In a May 5, 2016 Tax Court of Canada case, at issue was whether the taxpayer (a director and 50% shareholder of the Corporation) was liable for the Corporation’s unremitted payroll deductions and tax. A director would not be held liable if he/she had exercised the degree of care, diligence and skill of a reasonably prudent person in comparable circumstances in order to prevent the corporation’s failure to remit.
In this case, the taxpayer was informed by the other 50% shareholder, who was involved in the day-to-day operations, that the business was doing well. In reality, the Corporation was in financial difficulty and remittances were not being made.
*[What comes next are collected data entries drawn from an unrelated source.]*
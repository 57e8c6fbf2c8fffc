use core::fmt;
use core::str::FromStr;

use log::debug;

use rpn_generator::{Expected, TestCase};
use rpn_syntax::{DivisionMode, Expr, Int};

use crate::{OracleError, Subject};

/// How strictly a subject's numeric response is compared against the expected value
#[derive(Debug, Copy, Clone, PartialEq, Eq, Default)]
pub enum ResponseFormat {
    /// Surrounding whitespace, a leading `+` and leading zeros are tolerated
    #[default]
    Lenient,
    /// The response must be exactly the canonical decimal rendering of the value
    Strict,
}
impl ResponseFormat {
    pub fn as_str(&self) -> &'static str {
        match self {
            Self::Lenient => "lenient",
            Self::Strict => "strict",
        }
    }
}
impl fmt::Display for ResponseFormat {
    fn fmt(&self, f: &mut fmt::Formatter) -> fmt::Result {
        f.write_str(self.as_str())
    }
}
impl FromStr for ResponseFormat {
    type Err = String;

    fn from_str(s: &str) -> Result<Self, Self::Err> {
        match s {
            "lenient" => Ok(Self::Lenient),
            "strict" => Ok(Self::Strict),
            other => Err(format!(
                "invalid response format '{}', expected one of [lenient, strict]",
                other
            )),
        }
    }
}

#[derive(Debug, Clone, PartialEq, Eq)]
pub struct OracleConfig {
    /// Rounding applied by the reference evaluator to `/` and `%`
    pub mode: DivisionMode,
    pub format: ResponseFormat,
    /// Text the subject must print when an expression divides by zero
    pub zero_division_marker: String,
}
impl Default for OracleConfig {
    fn default() -> Self {
        Self {
            mode: DivisionMode::default(),
            format: ResponseFormat::default(),
            zero_division_marker: "division by zero".to_string(),
        }
    }
}
impl OracleConfig {
    /// Returns true if `response` is an acceptable answer for `expected`
    pub fn accepts(&self, expected: &Expected, response: &str) -> bool {
        match expected {
            Expected::DivisionByZero => response.contains(self.zero_division_marker.as_str()),
            Expected::Value(value) => match self.format {
                ResponseFormat::Lenient => {
                    Int::parse_decimal(response.trim()).as_ref() == Some(value)
                }
                ResponseFormat::Strict => response == value.to_string(),
            },
        }
    }
}

/// A check the subject passed
#[derive(Debug, Clone, PartialEq, Eq)]
pub struct Verdict {
    pub expression: Expr,
    pub expected: Expected,
    pub response: String,
}
impl Verdict {
    #[inline]
    pub fn is_division_by_zero(&self) -> bool {
        self.expected == Expected::DivisionByZero
    }
}

/// Checks expressions against a subject using the reference evaluator
pub struct Oracle {
    subject: Subject,
    config: OracleConfig,
}
impl Oracle {
    pub fn new(subject: Subject, config: OracleConfig) -> Self {
        Self { subject, config }
    }

    #[inline]
    pub fn config(&self) -> &OracleConfig {
        &self.config
    }

    #[inline]
    pub fn subject(&self) -> &Subject {
        &self.subject
    }

    /// Sends `expr` to the subject and compares its answer with the reference result
    ///
    /// Any reference failure other than division by zero is a defect in the harness and is
    /// reported before the subject sees the expression.
    pub fn check(&mut self, expr: &Expr) -> Result<Verdict, OracleError> {
        let case =
            TestCase::new(expr.clone(), self.config.mode).map_err(|source| OracleError::Harness {
                expression: expr.to_string(),
                source,
            })?;

        let request = case.expr.to_string();
        let response = self.subject.request(&request)?;
        if !self.config.accepts(&case.expected, &response) {
            return Err(OracleError::Mismatch {
                expression: request,
                expected: case.expected,
                actual: response,
            });
        }

        debug!("{} => {}", request, case.expected);
        Ok(Verdict {
            expression: case.expr,
            expected: case.expected,
            response,
        })
    }
}
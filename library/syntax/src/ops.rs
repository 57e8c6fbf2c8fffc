use core::fmt;
use core::str::FromStr;

use rpn_number::{DivisionMode, Int, ToPrimitive};

use crate::EvalError;

/// The set of all binary operators which may appear in a postfix expression
///
/// Every operator consumes exactly two operands and produces exactly one integer. Comparisons
/// produce `1` for true and `0` for false.
#[derive(Debug, Copy, Clone, PartialEq, Eq, Hash, PartialOrd, Ord)]
pub enum BinaryOp {
    Add,
    Sub,
    Multiply,
    Divide,
    Lt,
    Equal,
    NotEqual,
    Lte,
    Gt,
    Gte,
    Rem,
    Pow,
}
impl BinaryOp {
    pub const ARITY: usize = 2;

    pub const ALL: [Self; 12] = [
        Self::Add,
        Self::Sub,
        Self::Multiply,
        Self::Divide,
        Self::Lt,
        Self::Equal,
        Self::NotEqual,
        Self::Lte,
        Self::Gt,
        Self::Gte,
        Self::Rem,
        Self::Pow,
    ];

    /// The operators used when building random expressions
    pub const ARITHMETIC: [Self; 4] = [Self::Add, Self::Sub, Self::Multiply, Self::Divide];

    /// The canonical token for this operator
    pub fn as_str(&self) -> &'static str {
        match self {
            Self::Add => "+",
            Self::Sub => "-",
            Self::Multiply => "*",
            Self::Divide => "/",
            Self::Lt => "<",
            Self::Equal => "==",
            Self::NotEqual => "!=",
            Self::Lte => "<=",
            Self::Gt => ">",
            Self::Gte => ">=",
            Self::Rem => "%",
            Self::Pow => "pow",
        }
    }

    pub fn is_comparison(&self) -> bool {
        matches!(
            self,
            Self::Lt | Self::Equal | Self::NotEqual | Self::Lte | Self::Gt | Self::Gte
        )
    }

    /// Returns true for the operators which are undefined when the right operand is zero
    pub fn is_division(&self) -> bool {
        matches!(self, Self::Divide | Self::Rem)
    }

    /// Applies this operator to `lhs` and `rhs`, where `rhs` is the operand pushed last
    pub fn apply(self, lhs: Int, rhs: &Int, mode: DivisionMode) -> Result<Int, EvalError> {
        let result = match self {
            Self::Add => lhs + rhs,
            Self::Sub => lhs - rhs,
            Self::Multiply => lhs * rhs,
            Self::Divide => lhs
                .divide(rhs, mode)
                .map_err(|_| EvalError::DivisionByZero { op: self })?,
            Self::Rem => lhs
                .remainder(rhs, mode)
                .map_err(|_| EvalError::DivisionByZero { op: self })?,
            Self::Lt => (lhs < *rhs).into(),
            Self::Equal => (lhs == *rhs).into(),
            Self::NotEqual => (lhs != *rhs).into(),
            Self::Lte => (lhs <= *rhs).into(),
            Self::Gt => (lhs > *rhs).into(),
            Self::Gte => (lhs >= *rhs).into(),
            Self::Pow => {
                if rhs.is_negative() {
                    return Err(EvalError::NegativeExponent {
                        exponent: rhs.clone(),
                    });
                }
                let exponent = rhs.to_u32().ok_or_else(|| EvalError::ExponentTooLarge {
                    exponent: rhs.clone(),
                })?;
                lhs.pow(exponent)
            }
        };

        Ok(result)
    }
}

impl fmt::Display for BinaryOp {
    fn fmt(&self, f: &mut fmt::Formatter) -> fmt::Result {
        f.write_str(self.as_str())
    }
}

impl FromStr for BinaryOp {
    type Err = ();

    fn from_str(s: &str) -> Result<Self, Self::Err> {
        match s {
            "+" => Ok(Self::Add),
            "-" => Ok(Self::Sub),
            "*" => Ok(Self::Multiply),
            "/" => Ok(Self::Divide),
            "<" => Ok(Self::Lt),
            "==" => Ok(Self::Equal),
            "!=" => Ok(Self::NotEqual),
            "<=" => Ok(Self::Lte),
            ">" => Ok(Self::Gt),
            ">=" => Ok(Self::Gte),
            // Some calculators spell the remainder operator `%%`
            "%" | "%%" => Ok(Self::Rem),
            "pow" => Ok(Self::Pow),
            _ => Err(()),
        }
    }
}
use core::fmt;

use rpn_syntax::{eval_expr, DivisionMode, EvalError, Expr, Int};

/// The outcome the reference evaluator predicts for an expression
#[derive(Debug, Clone, PartialEq, Eq)]
pub enum Expected {
    Value(Int),
    DivisionByZero,
}
impl Expected {
    pub fn as_value(&self) -> Option<&Int> {
        match self {
            Self::Value(value) => Some(value),
            Self::DivisionByZero => None,
        }
    }
}
impl fmt::Display for Expected {
    fn fmt(&self, f: &mut fmt::Formatter) -> fmt::Result {
        match self {
            Self::Value(value) => write!(f, "{}", value),
            Self::DivisionByZero => f.write_str("division by zero"),
        }
    }
}

/// A generated expression paired with its expected outcome
#[derive(Debug, Clone, PartialEq, Eq)]
pub struct TestCase {
    pub expr: Expr,
    pub expected: Expected,
}
impl TestCase {
    /// Evaluates `expr` with the reference evaluator
    ///
    /// Division by zero becomes an expected outcome, any other evaluation error is returned.
    pub fn new(expr: Expr, mode: DivisionMode) -> Result<Self, EvalError> {
        let expected = match eval_expr(&expr, mode) {
            Ok(value) => Expected::Value(value),
            Err(err) if err.is_division_by_zero() => Expected::DivisionByZero,
            Err(err) => return Err(err),
        };
        Ok(Self { expr, expected })
    }
}
impl fmt::Display for TestCase {
    fn fmt(&self, f: &mut fmt::Formatter) -> fmt::Result {
        write!(f, "{}\t{}", self.expr, self.expected)
    }
}
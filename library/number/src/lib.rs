mod integer;

pub use self::integer::*;

use core::fmt;
use core::str::FromStr;

/// Returned when the right-hand side of a division or remainder is zero
#[derive(Debug, Copy, Clone, PartialEq, Eq)]
pub struct DivisionError;
impl fmt::Display for DivisionError {
    fn fmt(&self, f: &mut fmt::Formatter) -> fmt::Result {
        f.write_str("division by zero")
    }
}
impl std::error::Error for DivisionError {}

/// Selects how an inexact integer quotient is rounded.
///
/// `Floor` rounds the quotient toward negative infinity, so the remainder carries the sign of the
/// divisor. `Truncate` rounds toward zero, so the remainder carries the sign of the dividend. Both
/// agree whenever the division is exact or the operands share a sign.
#[derive(Debug, Copy, Clone, PartialEq, Eq, Hash, Default)]
pub enum DivisionMode {
    #[default]
    Floor,
    Truncate,
}
impl DivisionMode {
    pub const ALL: [Self; 2] = [Self::Floor, Self::Truncate];

    pub fn as_str(&self) -> &'static str {
        match self {
            Self::Floor => "floor",
            Self::Truncate => "truncate",
        }
    }
}
impl fmt::Display for DivisionMode {
    fn fmt(&self, f: &mut fmt::Formatter) -> fmt::Result {
        f.write_str(self.as_str())
    }
}
impl FromStr for DivisionMode {
    type Err = String;

    fn from_str(s: &str) -> Result<Self, Self::Err> {
        match s {
            "floor" => Ok(Self::Floor),
            "truncate" | "trunc" => Ok(Self::Truncate),
            other => Err(format!(
                "invalid division mode '{}', expected one of [floor, truncate]",
                other
            )),
        }
    }
}
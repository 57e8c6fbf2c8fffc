use core::cmp::Ordering;
use core::fmt;
use core::hash::{Hash, Hasher};

use rpn_number::Int;

use crate::BinaryOp;

#[derive(Debug, Clone, PartialEq, Eq)]
pub enum TokenKind {
    Integer(Int),
    Op(BinaryOp),
}

/// A single whitespace-delimited token of a postfix expression
///
/// The source spelling is preserved, so `-0` and `0` are distinct tokens even though they denote
/// the same value, and `%%` renders as written. Equality, ordering and hashing are defined on the
/// spelling alone.
#[derive(Debug, Clone)]
pub struct Token {
    text: Box<str>,
    kind: TokenKind,
}
impl Token {
    /// Classifies `text` as an operator or a decimal integer literal
    pub fn parse(text: &str) -> Option<Self> {
        let kind = match text.parse::<BinaryOp>() {
            Ok(op) => TokenKind::Op(op),
            Err(_) => TokenKind::Integer(Int::parse_decimal(text)?),
        };
        Some(Self {
            text: text.into(),
            kind,
        })
    }

    /// Constructs a literal token from text known to be a decimal integer
    ///
    /// # Panics
    ///
    /// Panics if `text` is not an optionally signed string of ASCII digits.
    pub fn literal(text: impl Into<String>) -> Self {
        let text = text.into();
        match Int::parse_decimal(&text) {
            Some(value) => Self {
                text: text.into_boxed_str(),
                kind: TokenKind::Integer(value),
            },
            None => panic!("invalid integer literal `{}`", text),
        }
    }

    /// Constructs a literal token using the canonical rendering of `value`
    pub fn integer(value: Int) -> Self {
        Self {
            text: value.to_string().into_boxed_str(),
            kind: TokenKind::Integer(value),
        }
    }

    /// Constructs an operator token using its canonical spelling
    pub fn op(op: BinaryOp) -> Self {
        Self {
            text: op.as_str().into(),
            kind: TokenKind::Op(op),
        }
    }

    /// Returns the arithmetic negation of an integer literal by toggling its leading `-`
    ///
    /// Operators have no negation and yield `None`.
    pub fn negated(&self) -> Option<Self> {
        let value = match &self.kind {
            TokenKind::Integer(value) => -value.clone(),
            TokenKind::Op(_) => return None,
        };
        let text = match self.text.strip_prefix('-') {
            Some(rest) => rest.into(),
            None => format!("-{}", self.text.trim_start_matches('+')).into_boxed_str(),
        };
        Some(Self {
            text,
            kind: TokenKind::Integer(value),
        })
    }

    #[inline]
    pub fn as_str(&self) -> &str {
        &self.text
    }

    #[inline]
    pub fn kind(&self) -> &TokenKind {
        &self.kind
    }

    pub fn as_integer(&self) -> Option<&Int> {
        match &self.kind {
            TokenKind::Integer(value) => Some(value),
            TokenKind::Op(_) => None,
        }
    }

    pub fn as_op(&self) -> Option<BinaryOp> {
        match self.kind {
            TokenKind::Op(op) => Some(op),
            TokenKind::Integer(_) => None,
        }
    }
}

impl fmt::Display for Token {
    fn fmt(&self, f: &mut fmt::Formatter) -> fmt::Result {
        f.write_str(&self.text)
    }
}

impl Eq for Token {}
impl PartialEq for Token {
    fn eq(&self, other: &Self) -> bool {
        self.text.eq(&other.text)
    }
}
impl Hash for Token {
    fn hash<H: Hasher>(&self, state: &mut H) {
        self.text.hash(state);
    }
}
impl Ord for Token {
    fn cmp(&self, other: &Self) -> Ordering {
        self.text.cmp(&other.text)
    }
}
impl PartialOrd for Token {
    fn partial_cmp(&self, other: &Self) -> Option<Ordering> {
        Some(self.cmp(other))
    }
}

#[cfg(test)]
mod tests {
    use pretty_assertions::assert_eq;

    use super::*;

    #[test]
    fn token_classification() {
        let token = Token::parse("pow").unwrap();
        assert_eq!(token.as_op(), Some(BinaryOp::Pow));

        let token = Token::parse("%%").unwrap();
        assert_eq!(token.as_op(), Some(BinaryOp::Rem));
        assert_eq!(token.as_str(), "%%");

        let token = Token::parse("-12").unwrap();
        assert_eq!(token.as_integer(), Some(&Int::new(-12)));

        // A lone minus is the subtraction operator, not a sign
        let token = Token::parse("-").unwrap();
        assert_eq!(token.as_op(), Some(BinaryOp::Sub));

        assert!(Token::parse("12a").is_none());
        assert!(Token::parse("").is_none());
    }

    #[test]
    fn token_negation_preserves_spelling() {
        let zero = Token::literal("0");
        let negated = zero.negated().unwrap();
        assert_eq!(negated.as_str(), "-0");
        assert_eq!(negated.as_integer(), Some(&Int::new(0)));
        assert_ne!(zero, negated);

        let nines = Token::literal("99999");
        assert_eq!(nines.negated().unwrap().as_str(), "-99999");
        assert_eq!(nines.negated().unwrap().negated().unwrap(), nines);

        assert!(Token::op(BinaryOp::Add).negated().is_none());
    }

    #[test]
    #[should_panic(expected = "invalid integer literal")]
    fn token_literal_rejects_operators() {
        Token::literal("pow");
    }
}
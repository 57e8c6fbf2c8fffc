use rpn_syntax::{BinaryOp, Token};

#[derive(Debug, Clone, PartialEq, thiserror::Error)]
pub enum ConfigError {
    #[error("{option} must be at least 1")]
    ZeroDigits { option: &'static str },

    #[error("stop probability must be within [0, 1], got {0}")]
    InvalidProbability(f64),

    #[error("'{0}' is not a spelling of the remainder operator, expected '%' or '%%'")]
    InvalidModuloToken(String),
}

/// Tunables shared by the boundary and random generators
#[derive(Debug, Clone, PartialEq)]
pub struct GeneratorConfig {
    /// Maximum nesting depth of random expressions
    pub max_depth: usize,
    /// Maximum number of digits in a generated operand
    pub max_digits: usize,
    /// Maximum number of digits in the exponent reserved for `pow`
    pub max_exponent_digits: usize,
    /// Probability that a random expression below the root stops at a literal
    pub stop_probability: f64,
    /// The spelling of the remainder operator sent to the subject
    pub modulo_token: String,
}
impl Default for GeneratorConfig {
    fn default() -> Self {
        Self {
            max_depth: 10,
            max_digits: 6,
            max_exponent_digits: 1,
            stop_probability: 0.7,
            modulo_token: BinaryOp::Rem.as_str().to_string(),
        }
    }
}
impl GeneratorConfig {
    pub fn validate(&self) -> Result<(), ConfigError> {
        if self.max_digits == 0 {
            return Err(ConfigError::ZeroDigits {
                option: "max-digits",
            });
        }
        if self.max_exponent_digits == 0 {
            return Err(ConfigError::ZeroDigits {
                option: "max-exponent-digits",
            });
        }
        if !(0.0..=1.0).contains(&self.stop_probability) {
            return Err(ConfigError::InvalidProbability(self.stop_probability));
        }
        self.operator_token(BinaryOp::Rem)?;
        Ok(())
    }

    /// The token emitted for `op`, honoring the configured remainder spelling
    pub fn operator_token(&self, op: BinaryOp) -> Result<Token, ConfigError> {
        if op != BinaryOp::Rem {
            return Ok(Token::op(op));
        }
        match Token::parse(&self.modulo_token) {
            Some(token) if token.as_op() == Some(BinaryOp::Rem) => Ok(token),
            _ => Err(ConfigError::InvalidModuloToken(self.modulo_token.clone())),
        }
    }
}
On receiving correspondence from CRA regarding arrears with its GST and payroll deduction remittances, the taxpayer turned his attention to the corporation’s failures. He spoke to the other 50% shareholder about the need to be diligent, as well as stopping by the business every two or three weeks to check on matters. However, he continued to rely on assurances provided by the other 50% shareholder, even after receiving additional correspondence regarding outstanding source deductions.
Director loses – personally liable for corporate remittances
The Court found that reliance on the other shareholder’s word was not acting diligently given the taxpayer’s knowledge of the Corporation’s financial state. The Court suggested a reasonable person would independently verify that remittance payments were being made, whether by direct contact with CRA, review of the Corporation’s bank account, or other approaches. As a result, the Director was personally liable for the unremitted corporate GST/HST and source deductions.
Especially in times of corporate financial difficulty, review source documents to ensure that payments to CRA are being made appropriately.